Mackay stated that Scottish police and fire services paying VAT when other territorial services in the UK do not have to.
“There needs to be a level playing field for such essential services,” he said.
“We want to invest in our emergency services and make our communities safer,” Mackay added.
“However our police and fire services continue to face £35m of unnecessary annual costs through VAT that they simply should not have to pay. This is a significant sum which other emergency services do not have to meet.”
The VAT exposure has been a source of grievance and friction between Holyrood and the UK Treasury since the national police and emergency services were set up in 2013.
Prior to that date, they ran on a regional basis, under the supervision of local authority joint boards. This mean that, like councils, they could claim back their VAT liability, whereas central government cannot.
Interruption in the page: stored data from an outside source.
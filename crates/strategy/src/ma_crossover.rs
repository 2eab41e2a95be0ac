use btc_predictor_core::{
    Candle, Direction, FeaturesUsed, PredictionSignal, Strategy, StrategyError,
    SUPPORTED_TIMEFRAMES,
};
use anyhow::Result;
use serde::{Deserialize, Serialize};
use std::collections::BTreeMap;

pub const NAME: &str = "ma_crossover";

#[derive(Debug, Clone, Copy, PartialEq, Serialize, Deserialize)]
pub struct MaCrossoverParams {
    pub fast_period: usize,
    pub slow_period: usize,
    /// Confidence added per unit of relative MA gap.
    pub sensitivity: f64,
    /// Upper bound on confidence.
    pub max_confidence: f64,
}

impl Default for MaCrossoverParams {
    fn default() -> Self {
        Self {
            fast_period: 5,
            slow_period: 20,
            sensitivity: 50.0,
            max_confidence: 0.95,
        }
    }
}

/// Fast/slow simple moving average crossover on closes. Needs no fitting.
pub struct MaCrossoverStrategy {
    params: MaCrossoverParams,
}

impl MaCrossoverStrategy {
    #[must_use]
    pub fn new(params: MaCrossoverParams) -> Self {
        Self { params }
    }

    fn mean_close(candles: &[Candle]) -> f64 {
        candles.iter().map(|c| c.close).sum::<f64>() / candles.len() as f64
    }
}

impl Default for MaCrossoverStrategy {
    fn default() -> Self {
        Self::new(MaCrossoverParams::default())
    }
}

impl Strategy for MaCrossoverStrategy {
    fn name(&self) -> &str {
        NAME
    }

    fn requires_fitting(&self) -> bool {
        false
    }

    fn available_timeframes(&self) -> &[u32] {
        &SUPPORTED_TIMEFRAMES
    }

    fn fit(&mut self, _history: &[Candle], _timeframe_minutes: u32) -> Result<()> {
        Ok(())
    }

    fn predict(&self, history: &[Candle], timeframe_minutes: u32) -> Result<PredictionSignal> {
        if !self.available_timeframes().contains(&timeframe_minutes) {
            return Err(StrategyError::UnsupportedTimeframe {
                strategy: NAME.to_string(),
                timeframe: timeframe_minutes,
            }
            .into());
        }
        let slow = self.params.slow_period.max(1);
        let fast = self.params.fast_period.clamp(1, slow);
        if history.len() < slow {
            return Err(StrategyError::InsufficientData {
                required: slow,
                available: history.len(),
            }
            .into());
        }

        let last = &history[history.len() - 1];
        let fast_ma = Self::mean_close(&history[history.len() - fast..]);
        let slow_ma = Self::mean_close(&history[history.len() - slow..]);
        let gap = if slow_ma == 0.0 {
            0.0
        } else {
            (fast_ma - slow_ma) / slow_ma
        };

        let direction = if gap >= 0.0 {
            Direction::Higher
        } else {
            Direction::Lower
        };
        let confidence =
            (0.5 + gap.abs() * self.params.sensitivity).min(self.params.max_confidence.min(1.0));

        let features = BTreeMap::from([
            ("fast_ma".to_string(), fast_ma),
            ("slow_ma".to_string(), slow_ma),
            ("ma_gap".to_string(), gap),
        ]);

        Ok(PredictionSignal::new(
            NAME,
            last.timestamp,
            timeframe_minutes,
            direction,
            confidence,
            last.close,
        )?
        .with_features(FeaturesUsed::Values(features)))
    }
}

#[cfg(test)]
mod tests {
    use super::*;
    use chrono::{DateTime, Duration, TimeZone, Utc};

    fn ts(minute: i64) -> DateTime<Utc> {
        Utc.with_ymd_and_hms(2025, 1, 1, 0, 0, 0).unwrap() + Duration::minutes(minute)
    }

    fn closes(values: impl IntoIterator<Item = f64>) -> Vec<Candle> {
        values
            .into_iter()
            .enumerate()
            .map(|(i, c)| Candle::new(ts(i as i64), c, c, c, c, 1.0))
            .collect()
    }

    #[test]
    fn test_rising_prices_predict_higher() {
        let strategy = MaCrossoverStrategy::default();
        let history = closes((0..30).map(|i| 100.0 + f64::from(i)));
        let signal = strategy.predict(&history, 10).unwrap();

        assert_eq!(signal.direction, Direction::Higher);
        assert!(signal.confidence > 0.5);
        assert_eq!(signal.timestamp, ts(29));
        assert!((signal.current_price - 129.0).abs() < 1e-9);
        assert_eq!(signal.strategy_name, NAME);
    }

    #[test]
    fn test_falling_prices_predict_lower() {
        let strategy = MaCrossoverStrategy::default();
        let history = closes((0..30).map(|i| 200.0 - f64::from(i)));
        let signal = strategy.predict(&history, 30).unwrap();
        assert_eq!(signal.direction, Direction::Lower);
    }

    #[test]
    fn test_confidence_is_capped() {
        let strategy = MaCrossoverStrategy::default();
        let mut values: Vec<f64> = vec![100.0; 25];
        values.extend([1000.0; 5]);
        let signal = strategy.predict(&closes(values), 10).unwrap();
        assert!((signal.confidence - 0.95).abs() < 1e-12);
    }

    #[test]
    fn test_short_history_is_insufficient() {
        let strategy = MaCrossoverStrategy::default();
        let err = strategy.predict(&closes([1.0, 2.0]), 10).unwrap_err();
        assert_eq!(
            err.downcast_ref::<StrategyError>(),
            Some(&StrategyError::InsufficientData {
                required: 20,
                available: 2
            })
        );
    }

    #[test]
    fn test_unsupported_timeframe() {
        let strategy = MaCrossoverStrategy::default();
        let history = closes(vec![1.0; 30]);
        assert!(strategy.predict(&history, 7).is_err());
    }

    #[test]
    fn test_fit_is_noop() {
        let mut strategy = MaCrossoverStrategy::default();
        assert!(!strategy.requires_fitting());
        assert!(strategy.fit(&[], 10).is_ok());
    }
}
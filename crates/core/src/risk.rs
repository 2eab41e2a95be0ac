//! Trade gating and bet sizing.
//!
//! Both functions are pure and shared by the live simulator and the
//! backtest engine, so backtested bet sizes match what live trading would
//! have placed.

use crate::config::{AppConfig, RiskControlConfig, TimeframeTable, DEFAULT_CONFIDENCE_THRESHOLD};
use rust_decimal::prelude::ToPrimitive;
use rust_decimal::Decimal;
use serde::{Deserialize, Serialize};
use std::fmt;
use tracing::debug;

/// Risk inputs needed by the gate and the sizer.
#[derive(Debug, Clone, PartialEq)]
pub struct RiskConfig {
    pub limits: RiskControlConfig,
    pub confidence_thresholds: TimeframeTable<f64>,
    pub default_threshold: f64,
}

impl RiskConfig {
    #[must_use]
    pub fn threshold_for(&self, timeframe: u32) -> f64 {
        self.confidence_thresholds.get_or_warn(
            timeframe,
            self.default_threshold,
            "confidence_thresholds",
        )
    }
}

impl Default for RiskConfig {
    fn default() -> Self {
        AppConfig::default().risk_config()
    }
}

impl AppConfig {
    #[must_use]
    pub fn risk_config(&self) -> RiskConfig {
        RiskConfig {
            limits: self.risk_control.clone(),
            confidence_thresholds: self.confidence_thresholds.clone(),
            default_threshold: DEFAULT_CONFIDENCE_THRESHOLD,
        }
    }
}

/// Per-strategy, per-UTC-day counters derived from trade history.
#[derive(Debug, Clone, Copy, PartialEq, Eq, Default, Serialize, Deserialize)]
pub struct DailyStats {
    /// Sum of absolute losses on the day.
    #[serde(with = "rust_decimal::serde::float")]
    pub daily_loss: Decimal,
    pub daily_trades: u32,
    pub consecutive_losses: u32,
}

/// The circuit breaker that denied a trade.
#[derive(Debug, Clone, Copy, PartialEq, Eq)]
pub enum RiskBreaker {
    DailyLoss,
    DailyTrades,
    ConsecutiveLosses,
}

impl fmt::Display for RiskBreaker {
    fn fmt(&self, f: &mut fmt::Formatter<'_>) -> fmt::Result {
        f.write_str(match self {
            Self::DailyLoss => "daily loss limit",
            Self::DailyTrades => "daily trade limit",
            Self::ConsecutiveLosses => "consecutive loss limit",
        })
    }
}

/// First breaker that trips, checked in loss, trade-count, streak order.
#[must_use]
pub fn tripped_breaker(
    daily_loss: Decimal,
    consecutive_losses: u32,
    daily_trade_count: u32,
    limits: &RiskControlConfig,
) -> Option<RiskBreaker> {
    if daily_loss >= limits.daily_max_loss {
        return Some(RiskBreaker::DailyLoss);
    }
    if daily_trade_count >= limits.max_daily_trades {
        return Some(RiskBreaker::DailyTrades);
    }
    if consecutive_losses >= limits.max_consecutive_losses {
        return Some(RiskBreaker::ConsecutiveLosses);
    }
    None
}

/// Whether a new trade is permitted under the daily limits.
#[must_use]
pub fn should_trade(
    daily_loss: Decimal,
    consecutive_losses: u32,
    daily_trade_count: u32,
    limits: &RiskControlConfig,
) -> bool {
    match tripped_breaker(daily_loss, consecutive_losses, daily_trade_count, limits) {
        Some(breaker) => {
            debug!(
                %breaker,
                %daily_loss,
                daily_trade_count,
                consecutive_losses,
                "trade denied"
            );
            false
        }
        None => true,
    }
}

impl DailyStats {
    #[must_use]
    pub fn permits(&self, limits: &RiskControlConfig) -> bool {
        should_trade(
            self.daily_loss,
            self.consecutive_losses,
            self.daily_trades,
            limits,
        )
    }
}

/// Bet size for a signal, or zero when confidence is below the timeframe's
/// threshold.
#[must_use]
pub fn calculate_bet(confidence: f64, timeframe_minutes: u32, config: &RiskConfig) -> Decimal {
    bet_for_threshold(
        confidence,
        config.threshold_for(timeframe_minutes),
        config.limits.min_bet(),
        config.limits.max_bet(),
    )
}

/// Linear bet sizing between `min_bet` at `threshold` and `max_bet` at
/// confidence 1.0, rounded to cents.
#[must_use]
pub fn bet_for_threshold(confidence: f64, threshold: f64, min_bet: f64, max_bet: f64) -> Decimal {
    if !confidence.is_finite() || confidence < threshold {
        return Decimal::ZERO;
    }
    let raw = if confidence >= 1.0 {
        max_bet
    } else {
        let span = 1.0 - threshold;
        (min_bet + (max_bet - min_bet) * (confidence - threshold) / span).clamp(min_bet, max_bet)
    };
    Decimal::try_from(raw).map_or(Decimal::ZERO, |bet| bet.round_dp(2))
}

/// `bet_for_threshold` as `f64`, for analysis code working in floats.
#[must_use]
pub fn bet_for_threshold_f64(confidence: f64, threshold: f64, min_bet: f64, max_bet: f64) -> f64 {
    bet_for_threshold(confidence, threshold, min_bet, max_bet)
        .to_f64()
        .unwrap_or(0.0)
}

#[cfg(test)]
mod tests {
    use super::*;
    use rust_decimal_macros::dec;

    fn limits() -> RiskControlConfig {
        RiskControlConfig::default()
    }

    // ============================================
    // should_trade
    // ============================================

    #[test]
    fn test_permits_below_all_limits() {
        assert!(should_trade(dec!(49.99), 7, 29, &limits()));
        assert!(should_trade(Decimal::ZERO, 0, 0, &limits()));
    }

    #[test]
    fn test_denies_at_each_limit() {
        assert!(!should_trade(dec!(50), 0, 0, &limits()));
        assert!(!should_trade(dec!(0), 0, 30, &limits()));
        assert!(!should_trade(dec!(0), 8, 0, &limits()));
    }

    #[test]
    fn test_denies_above_each_limit() {
        assert!(!should_trade(dec!(75), 0, 0, &limits()));
        assert!(!should_trade(dec!(0), 0, 31, &limits()));
        assert!(!should_trade(dec!(0), 12, 0, &limits()));
    }

    #[test]
    fn test_breaker_order() {
        assert_eq!(
            tripped_breaker(dec!(60), 9, 40, &limits()),
            Some(RiskBreaker::DailyLoss)
        );
        assert_eq!(
            tripped_breaker(dec!(0), 9, 40, &limits()),
            Some(RiskBreaker::DailyTrades)
        );
        assert_eq!(
            tripped_breaker(dec!(0), 9, 0, &limits()),
            Some(RiskBreaker::ConsecutiveLosses)
        );
    }

    #[test]
    fn test_daily_stats_permits() {
        let stats = DailyStats {
            daily_loss: dec!(10),
            daily_trades: 3,
            consecutive_losses: 8,
        };
        assert!(!stats.permits(&limits()));
        assert!(DailyStats::default().permits(&limits()));
    }

    // ============================================
    // calculate_bet
    // ============================================

    #[test]
    fn test_bet_at_threshold_is_min() {
        let config = RiskConfig::default();
        assert_eq!(calculate_bet(0.606, 10, &config), dec!(5));
        assert_eq!(calculate_bet(0.591, 30, &config), dec!(5));
    }

    #[test]
    fn test_bet_at_full_confidence_is_max() {
        let config = RiskConfig::default();
        assert_eq!(calculate_bet(1.0, 10, &config), dec!(20));
        assert_eq!(calculate_bet(1.0, 1440, &config), dec!(20));
    }

    #[test]
    fn test_bet_below_threshold_is_zero() {
        let config = RiskConfig::default();
        assert_eq!(calculate_bet(0.605, 10, &config), Decimal::ZERO);
        assert_eq!(calculate_bet(0.2, 60, &config), Decimal::ZERO);
        assert_eq!(calculate_bet(f64::NAN, 60, &config), Decimal::ZERO);
    }

    #[test]
    fn test_bet_interpolates_linearly() {
        let config = RiskConfig::default();
        // halfway between 0.606 and 1.0
        assert_eq!(calculate_bet(0.803, 10, &config), dec!(12.5));
    }

    #[test]
    fn test_bet_unknown_timeframe_uses_default_threshold() {
        let config = RiskConfig::default();
        assert_eq!(calculate_bet(0.6, 15, &config), dec!(5));
        assert_eq!(calculate_bet(0.59, 15, &config), Decimal::ZERO);
    }

    #[test]
    fn test_bet_rounds_to_cents() {
        let bet = bet_for_threshold(0.7, 0.6, 5.0, 20.0);
        assert_eq!(bet, dec!(8.75));
        let bet = bet_for_threshold(0.61234, 0.6, 5.0, 20.0);
        assert!(bet.scale() <= 2);
    }
}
However quangos supervising the new national forces count as central, not local, government.
Both UK ministers and the opposition parties in Scotland insist that the Scottish National Party government in Edinburgh was aware of the liability at the time it pushed through the reforms – the primary objective of which was to save money.
Scottish ministers, in turn, argue that the UK government was prepared to make an exception to the normal VAT rules in favour of academy schools in England, and that their refusal to do the same for the emergency services north of the border treats them differently from all others in the UK.
The new services have been under significant budget pressure since their inception, with auditor general Caroline Gardner predicting in an appearance before MSPs last month that Police Scotland could be approaching a cumulative deficit of £200m by 2021. Audit Scotland has published adverse reports on the force’s finances in each of the three years since it was set up.
It adds to the dissatisfaction that has surrounded the new force from its creation, with critics claiming that it was imposing a “one size fits all” policing strategy across Scotland and turf wars between its operational and supervisory wings contributing to premature senior personnel departures in both.